Everything from the line containing "so headless renders" through the line containing "let height = surface.pixel_height();" in the listing below should be copied exactly, and nothing more.

(Beginning of Data shown)

//! CPU rasterizer: an RGBA8 pixel buffer that implements [`Painter`].
//!
//! This module is always available (no feature gate) so headless renders
//! and tests can draw a field without a browser. Discs get a one-pixel
//! coverage ramp at the edge and are composited source-over onto an opaque
//! background.

use glam::DVec2;
use pointer_field_core::color::Srgb;
use pointer_field_core::render::Painter;
use pointer_field_core::surface::Surface;

/// Opaque RGBA8 image in device pixels.
#[derive(Debug, Clone, PartialEq)]
pub struct PixelBuffer {
    width: u32,
    height: u32,
    scale: f64,
    data: Vec<u8>,
}

impl PixelBuffer {
    /// Allocates a black buffer sized to the surface's device pixels.
    pub fn new(surface: &Surface) -> Self {
        let width = surface.pixel_width();
        let height = surface.pixel_height();
        let mut data = vec![0u8; width as usize * height as usize * 4];
        for px in data.chunks_exact_mut(4) {
            px[3] = 255;
        }
        Self {
            width,
            height,
            scale: surface.scale(),
            data,
        }
    }

    pub fn width(&self) -> u32 {
        self.width
    }

    pub fn height(&self) -> u32 {
        self.height
    }

    /// Raw RGBA bytes, row-major, `width * height * 4` long.
    pub fn data(&self) -> &[u8] {
        &self.data
    }

    pub fn into_data(self) -> Vec<u8> {
        self.data
    }

    /// The RGBA value at device pixel `(x, y)`, or `None` out of bounds.
    pub fn pixel(&self, x: u32, y: u32) -> Option<[u8; 4]> {
        if x >= self.width || y >= self.height {
            return None;
        }
        let i = (y as usize * self.width as usize + x as usize) * 4;
        Some([self.data[i], self.data[i + 1], self.data[i + 2], self.data[i + 3]])
    }

    fn blend(&mut self, x: u32, y: u32, rgb: [u8; 3], alpha: f64) {
        let i = (y as usize * self.width as usize + x as usize) * 4;
        for c in 0..3 {
            let dst = self.data[i + c] as f64;
            let src = rgb[c] as f64;
            self.data[i + c] = (src * alpha + dst * (1.0 - alpha)).round().clamp(0.0, 255.0) as u8;
        }
    }
}

impl Painter for PixelBuffer {
    fn clear(&mut self, color: Srgb) {
        let [r, g, b] = color.to_rgb8();
        for px in self.data.chunks_exact_mut(4) {
            px.copy_from_slice(&[r, g, b, 255]);
        }
    }

    fn fill_disc(&mut self, center: DVec2, radius: f64, color: Srgb, alpha: f64) {
        let alpha = if alpha.is_finite() { alpha.clamp(0.0, 1.0) } else { 0.0 };
        if alpha == 0.0 || !center.is_finite() || !radius.is_finite() || radius <= 0.0 {
            return;
        }
        let c = center * self.scale;
        let r = radius * self.scale;

        // Pixel centers within r + 0.5 of the disc center.
        let reach = r + 0.5;
        let x0 = (c.x - reach).floor().max(0.0);
        let y0 = (c.y - reach).floor().max(0.0);
        let x1 = (c.x + reach).ceil().min(self.width as f64 - 1.0);
        let y1 = (c.y + reach).ceil().min(self.height as f64 - 1.0);
        if x0 > x1 || y0 > y1 {
            return;
        }

        let rgb = color.to_rgb8();
        for y in y0 as u32..=y1 as u32 {
            for x in x0 as u32..=x1 as u32 {
                let p = DVec2::new(x as f64 + 0.5, y as f64 + 0.5);
                let coverage = (r + 0.5 - p.distance(c)).clamp(0.0, 1.0);
                if coverage > 0.0 {
                    self.blend(x, y, rgb, alpha * coverage);
                }
            }
        }
    }
}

(End of Data shown)

Expected answer:
//! This module is always available (no feature gate) so headless renders
//! and tests can draw a field without a browser. Discs get a one-pixel
//! coverage ramp at the edge and are composited source-over onto an opaque
//! background.

use glam::DVec2;
use pointer_field_core::color::Srgb;
use pointer_field_core::render::Painter;
use pointer_field_core::surface::Surface;

/// Opaque RGBA8 image in device pixels.
#[derive(Debug, Clone, PartialEq)]
pub struct PixelBuffer {
    width: u32,
    height: u32,
    scale: f64,
    data: Vec<u8>,
}

impl PixelBuffer {
    /// Allocates a black buffer sized to the surface's device pixels.
    pub fn new(surface: &Surface) -> Self {
        let width = surface.pixel_width();
        let height = surface.pixel_height();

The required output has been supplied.